Copy out each line below containing "resolver".

Stored items:
>>>

// Copyright 2020 The Jujutsu Authors
//
// Licensed under the Apache License, Version 2.0 (the "License");
// you may not use this file except in compliance with the License.
// You may obtain a copy of the License at
//
// https://www.apache.org/licenses/LICENSE-2.0
//
// Unless required by applicable law or agreed to in writing, software
// distributed under the License is distributed on an "AS IS" BASIS,
// WITHOUT WARRANTIES OR CONDITIONS OF ANY KIND, either express or implied.
// See the License for the specific language governing permissions and
// limitations under the License.

//! The versioned tree: committed nodes, history traversal, path resolution,
//! caching, and the mutable transaction layer built on top of them (spec
//! §4.3, §4.4).

mod cache;
mod history;
mod node;
mod resolver;
mod transaction;

pub use cache::DagCache;
pub use history::{related, History};
pub use node::{CopyId, Dag, Node, NodeId, NodeKind, NodeMeta};
pub use resolver::{decide_copy_inheritance, resolve, CopyInheritance, ParentPathChain};
pub use transaction::Transaction;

<<<

Result of this exercise:
mod resolver;
pub use resolver::{decide_copy_inheritance, resolve, CopyInheritance, ParentPathChain};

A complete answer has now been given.